PROBLEM STATEMENT:
Could you copy, exactly as written, every line from the first line of the records through the one containing "JSON graph loader"?
STORED DATA section start
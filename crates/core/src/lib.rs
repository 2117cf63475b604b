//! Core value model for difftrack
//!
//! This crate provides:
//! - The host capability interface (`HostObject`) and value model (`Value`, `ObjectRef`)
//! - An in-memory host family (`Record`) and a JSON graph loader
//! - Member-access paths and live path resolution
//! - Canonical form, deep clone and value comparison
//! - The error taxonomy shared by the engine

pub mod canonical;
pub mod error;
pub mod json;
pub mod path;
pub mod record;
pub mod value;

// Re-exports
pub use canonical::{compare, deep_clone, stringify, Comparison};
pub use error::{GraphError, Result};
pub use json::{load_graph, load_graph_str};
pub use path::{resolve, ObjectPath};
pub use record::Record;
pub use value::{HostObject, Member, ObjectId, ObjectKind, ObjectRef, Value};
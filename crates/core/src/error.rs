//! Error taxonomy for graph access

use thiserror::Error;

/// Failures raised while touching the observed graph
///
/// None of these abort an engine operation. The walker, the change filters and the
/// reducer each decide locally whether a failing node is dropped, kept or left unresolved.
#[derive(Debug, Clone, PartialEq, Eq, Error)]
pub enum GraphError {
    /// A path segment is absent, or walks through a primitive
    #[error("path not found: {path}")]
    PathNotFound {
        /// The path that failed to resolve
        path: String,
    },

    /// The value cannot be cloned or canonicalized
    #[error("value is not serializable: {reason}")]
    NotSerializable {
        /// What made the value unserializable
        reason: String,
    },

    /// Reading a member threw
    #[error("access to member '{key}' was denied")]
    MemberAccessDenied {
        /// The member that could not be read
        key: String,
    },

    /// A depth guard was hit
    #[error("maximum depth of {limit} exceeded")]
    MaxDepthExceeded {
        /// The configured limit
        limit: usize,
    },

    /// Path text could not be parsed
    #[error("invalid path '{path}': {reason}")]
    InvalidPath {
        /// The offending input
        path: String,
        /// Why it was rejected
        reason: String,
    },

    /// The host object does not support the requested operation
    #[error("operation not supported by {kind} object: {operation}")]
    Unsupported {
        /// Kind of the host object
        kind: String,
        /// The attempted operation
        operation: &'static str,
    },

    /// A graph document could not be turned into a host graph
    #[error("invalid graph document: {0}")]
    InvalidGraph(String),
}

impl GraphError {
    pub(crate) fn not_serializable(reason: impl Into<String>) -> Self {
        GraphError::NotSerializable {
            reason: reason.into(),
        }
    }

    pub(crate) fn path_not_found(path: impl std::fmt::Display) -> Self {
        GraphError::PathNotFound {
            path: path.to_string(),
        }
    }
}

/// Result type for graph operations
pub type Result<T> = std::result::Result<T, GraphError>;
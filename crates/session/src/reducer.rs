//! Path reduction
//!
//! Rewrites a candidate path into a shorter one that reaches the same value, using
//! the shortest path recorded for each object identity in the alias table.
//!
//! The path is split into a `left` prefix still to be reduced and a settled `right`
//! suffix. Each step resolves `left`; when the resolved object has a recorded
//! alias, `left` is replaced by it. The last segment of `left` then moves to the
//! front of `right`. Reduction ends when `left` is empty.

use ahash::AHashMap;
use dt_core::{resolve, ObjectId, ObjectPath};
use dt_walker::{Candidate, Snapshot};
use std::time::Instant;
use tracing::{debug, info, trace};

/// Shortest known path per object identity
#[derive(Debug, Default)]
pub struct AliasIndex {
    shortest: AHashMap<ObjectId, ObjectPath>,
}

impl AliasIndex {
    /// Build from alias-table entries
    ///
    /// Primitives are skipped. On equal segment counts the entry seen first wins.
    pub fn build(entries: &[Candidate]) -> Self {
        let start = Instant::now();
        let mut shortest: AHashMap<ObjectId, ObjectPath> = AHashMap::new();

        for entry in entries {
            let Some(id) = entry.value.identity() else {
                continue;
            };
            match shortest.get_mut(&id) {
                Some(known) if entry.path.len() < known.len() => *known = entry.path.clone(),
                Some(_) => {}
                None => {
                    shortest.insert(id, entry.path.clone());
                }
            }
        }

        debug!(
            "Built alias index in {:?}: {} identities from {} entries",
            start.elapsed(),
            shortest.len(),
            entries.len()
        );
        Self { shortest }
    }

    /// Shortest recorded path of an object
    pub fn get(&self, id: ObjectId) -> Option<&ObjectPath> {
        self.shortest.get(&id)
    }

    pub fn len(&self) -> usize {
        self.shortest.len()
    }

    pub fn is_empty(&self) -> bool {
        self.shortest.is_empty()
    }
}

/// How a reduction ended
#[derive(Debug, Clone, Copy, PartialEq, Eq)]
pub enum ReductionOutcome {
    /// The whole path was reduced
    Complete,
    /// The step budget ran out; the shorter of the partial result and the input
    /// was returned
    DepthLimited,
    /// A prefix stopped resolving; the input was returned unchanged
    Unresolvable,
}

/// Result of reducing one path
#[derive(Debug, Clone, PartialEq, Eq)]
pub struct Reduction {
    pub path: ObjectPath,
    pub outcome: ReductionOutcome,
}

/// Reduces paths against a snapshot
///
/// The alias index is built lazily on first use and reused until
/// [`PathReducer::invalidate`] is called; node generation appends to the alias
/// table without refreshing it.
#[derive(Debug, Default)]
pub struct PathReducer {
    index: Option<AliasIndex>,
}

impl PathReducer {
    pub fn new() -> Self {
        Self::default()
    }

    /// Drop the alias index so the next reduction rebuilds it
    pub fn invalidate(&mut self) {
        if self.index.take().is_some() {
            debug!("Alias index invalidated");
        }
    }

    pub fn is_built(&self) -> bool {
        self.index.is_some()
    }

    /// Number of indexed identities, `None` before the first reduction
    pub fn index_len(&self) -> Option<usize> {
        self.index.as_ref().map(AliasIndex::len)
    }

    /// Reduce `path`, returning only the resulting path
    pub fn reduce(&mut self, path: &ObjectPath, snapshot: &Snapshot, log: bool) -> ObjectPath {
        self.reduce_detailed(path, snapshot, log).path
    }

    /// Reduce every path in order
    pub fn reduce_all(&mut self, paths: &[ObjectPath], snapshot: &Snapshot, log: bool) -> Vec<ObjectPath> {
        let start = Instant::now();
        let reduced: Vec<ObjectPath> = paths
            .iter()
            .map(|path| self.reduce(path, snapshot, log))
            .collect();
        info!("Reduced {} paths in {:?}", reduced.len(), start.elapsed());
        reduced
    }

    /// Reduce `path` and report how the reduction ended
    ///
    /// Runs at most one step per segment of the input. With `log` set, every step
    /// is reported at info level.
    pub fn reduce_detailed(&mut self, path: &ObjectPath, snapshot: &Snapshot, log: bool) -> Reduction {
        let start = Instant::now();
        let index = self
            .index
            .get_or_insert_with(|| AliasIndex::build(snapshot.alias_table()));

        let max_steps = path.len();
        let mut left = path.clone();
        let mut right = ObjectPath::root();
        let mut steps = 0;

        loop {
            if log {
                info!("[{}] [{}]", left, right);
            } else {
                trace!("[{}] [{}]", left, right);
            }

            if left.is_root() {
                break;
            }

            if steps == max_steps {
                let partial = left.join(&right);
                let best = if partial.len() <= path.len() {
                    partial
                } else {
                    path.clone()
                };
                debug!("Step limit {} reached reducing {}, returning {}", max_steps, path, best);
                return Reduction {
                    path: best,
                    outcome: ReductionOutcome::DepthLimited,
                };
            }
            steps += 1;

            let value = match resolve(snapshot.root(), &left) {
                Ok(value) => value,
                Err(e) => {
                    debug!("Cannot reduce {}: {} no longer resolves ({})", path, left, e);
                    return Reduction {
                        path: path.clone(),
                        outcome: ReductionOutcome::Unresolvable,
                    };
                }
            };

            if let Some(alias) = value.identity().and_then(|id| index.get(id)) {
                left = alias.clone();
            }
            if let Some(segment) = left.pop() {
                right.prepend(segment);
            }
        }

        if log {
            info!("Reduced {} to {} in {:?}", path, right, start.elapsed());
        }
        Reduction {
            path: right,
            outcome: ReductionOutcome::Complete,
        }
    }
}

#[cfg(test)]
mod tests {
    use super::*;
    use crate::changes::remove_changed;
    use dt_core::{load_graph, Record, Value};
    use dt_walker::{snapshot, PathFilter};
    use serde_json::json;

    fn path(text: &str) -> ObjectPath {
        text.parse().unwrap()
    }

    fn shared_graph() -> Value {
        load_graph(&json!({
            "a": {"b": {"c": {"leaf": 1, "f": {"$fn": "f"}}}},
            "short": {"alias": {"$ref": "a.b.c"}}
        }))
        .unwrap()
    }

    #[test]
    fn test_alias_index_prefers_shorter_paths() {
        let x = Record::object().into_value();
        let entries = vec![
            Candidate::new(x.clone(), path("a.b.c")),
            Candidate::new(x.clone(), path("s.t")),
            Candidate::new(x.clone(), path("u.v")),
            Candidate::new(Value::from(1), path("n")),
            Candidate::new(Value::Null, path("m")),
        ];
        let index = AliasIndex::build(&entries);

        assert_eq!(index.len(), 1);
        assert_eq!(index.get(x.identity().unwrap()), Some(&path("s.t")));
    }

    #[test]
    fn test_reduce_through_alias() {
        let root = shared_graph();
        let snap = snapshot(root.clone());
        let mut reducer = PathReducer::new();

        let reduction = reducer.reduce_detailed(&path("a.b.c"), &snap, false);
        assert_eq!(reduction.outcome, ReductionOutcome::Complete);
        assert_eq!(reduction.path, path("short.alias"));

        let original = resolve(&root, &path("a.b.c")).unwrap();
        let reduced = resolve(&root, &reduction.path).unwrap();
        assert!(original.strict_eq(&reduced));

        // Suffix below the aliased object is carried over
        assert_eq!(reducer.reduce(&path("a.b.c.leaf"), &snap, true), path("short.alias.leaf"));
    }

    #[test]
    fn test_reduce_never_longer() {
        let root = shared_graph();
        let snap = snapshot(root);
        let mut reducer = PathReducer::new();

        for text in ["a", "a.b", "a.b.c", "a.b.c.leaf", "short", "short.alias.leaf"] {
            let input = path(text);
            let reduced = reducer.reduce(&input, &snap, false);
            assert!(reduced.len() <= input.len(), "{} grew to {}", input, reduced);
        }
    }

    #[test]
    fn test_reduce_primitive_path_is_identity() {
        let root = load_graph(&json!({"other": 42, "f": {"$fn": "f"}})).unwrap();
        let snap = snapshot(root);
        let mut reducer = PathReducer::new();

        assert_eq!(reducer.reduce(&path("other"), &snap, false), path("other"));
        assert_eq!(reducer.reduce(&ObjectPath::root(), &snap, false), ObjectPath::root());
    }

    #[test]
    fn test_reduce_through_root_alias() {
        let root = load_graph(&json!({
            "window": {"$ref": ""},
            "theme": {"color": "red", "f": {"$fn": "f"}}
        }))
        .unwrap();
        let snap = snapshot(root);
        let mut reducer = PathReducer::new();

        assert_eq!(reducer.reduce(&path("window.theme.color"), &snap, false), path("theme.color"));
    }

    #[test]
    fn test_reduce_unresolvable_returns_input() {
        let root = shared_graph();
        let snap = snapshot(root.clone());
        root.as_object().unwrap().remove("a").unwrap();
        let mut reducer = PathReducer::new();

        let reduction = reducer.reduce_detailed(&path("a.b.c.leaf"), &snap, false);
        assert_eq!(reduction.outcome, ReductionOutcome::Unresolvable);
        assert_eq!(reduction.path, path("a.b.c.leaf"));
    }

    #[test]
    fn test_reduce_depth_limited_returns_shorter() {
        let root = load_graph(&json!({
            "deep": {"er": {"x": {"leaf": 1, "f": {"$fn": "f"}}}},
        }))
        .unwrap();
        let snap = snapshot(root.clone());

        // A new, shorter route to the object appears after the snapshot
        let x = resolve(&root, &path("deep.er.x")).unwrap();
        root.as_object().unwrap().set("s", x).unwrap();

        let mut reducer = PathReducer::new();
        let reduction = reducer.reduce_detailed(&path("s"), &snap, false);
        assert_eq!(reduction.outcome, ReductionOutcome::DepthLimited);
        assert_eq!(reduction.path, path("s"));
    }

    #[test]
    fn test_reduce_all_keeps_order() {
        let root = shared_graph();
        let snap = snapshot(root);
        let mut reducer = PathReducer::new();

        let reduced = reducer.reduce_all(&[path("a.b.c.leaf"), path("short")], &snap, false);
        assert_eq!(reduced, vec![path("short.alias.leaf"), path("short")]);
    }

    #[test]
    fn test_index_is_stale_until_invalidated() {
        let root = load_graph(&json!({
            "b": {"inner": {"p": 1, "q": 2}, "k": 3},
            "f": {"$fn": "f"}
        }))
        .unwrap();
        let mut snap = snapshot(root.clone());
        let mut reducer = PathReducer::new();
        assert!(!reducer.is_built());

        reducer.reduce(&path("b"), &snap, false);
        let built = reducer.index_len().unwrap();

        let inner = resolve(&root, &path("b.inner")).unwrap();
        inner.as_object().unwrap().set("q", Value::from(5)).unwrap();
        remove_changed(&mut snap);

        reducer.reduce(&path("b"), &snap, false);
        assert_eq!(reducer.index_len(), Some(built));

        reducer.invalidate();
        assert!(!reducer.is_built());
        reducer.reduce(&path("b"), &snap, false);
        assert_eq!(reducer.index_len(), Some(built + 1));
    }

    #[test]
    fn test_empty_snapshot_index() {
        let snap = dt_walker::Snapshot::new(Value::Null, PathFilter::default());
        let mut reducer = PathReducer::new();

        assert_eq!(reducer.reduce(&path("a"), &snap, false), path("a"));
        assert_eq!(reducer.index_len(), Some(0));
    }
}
STORED DATA section end
RESPONSE:
filename crates/core/src/lib.rs
repository 2117cf63475b604b
//! Core value model for difftrack
//!
//! This crate provides:
//! - The host capability interface (`HostObject`) and value model (`Value`, `ObjectRef`)
//! - An in-memory host family (`Record`) and a JSON graph loader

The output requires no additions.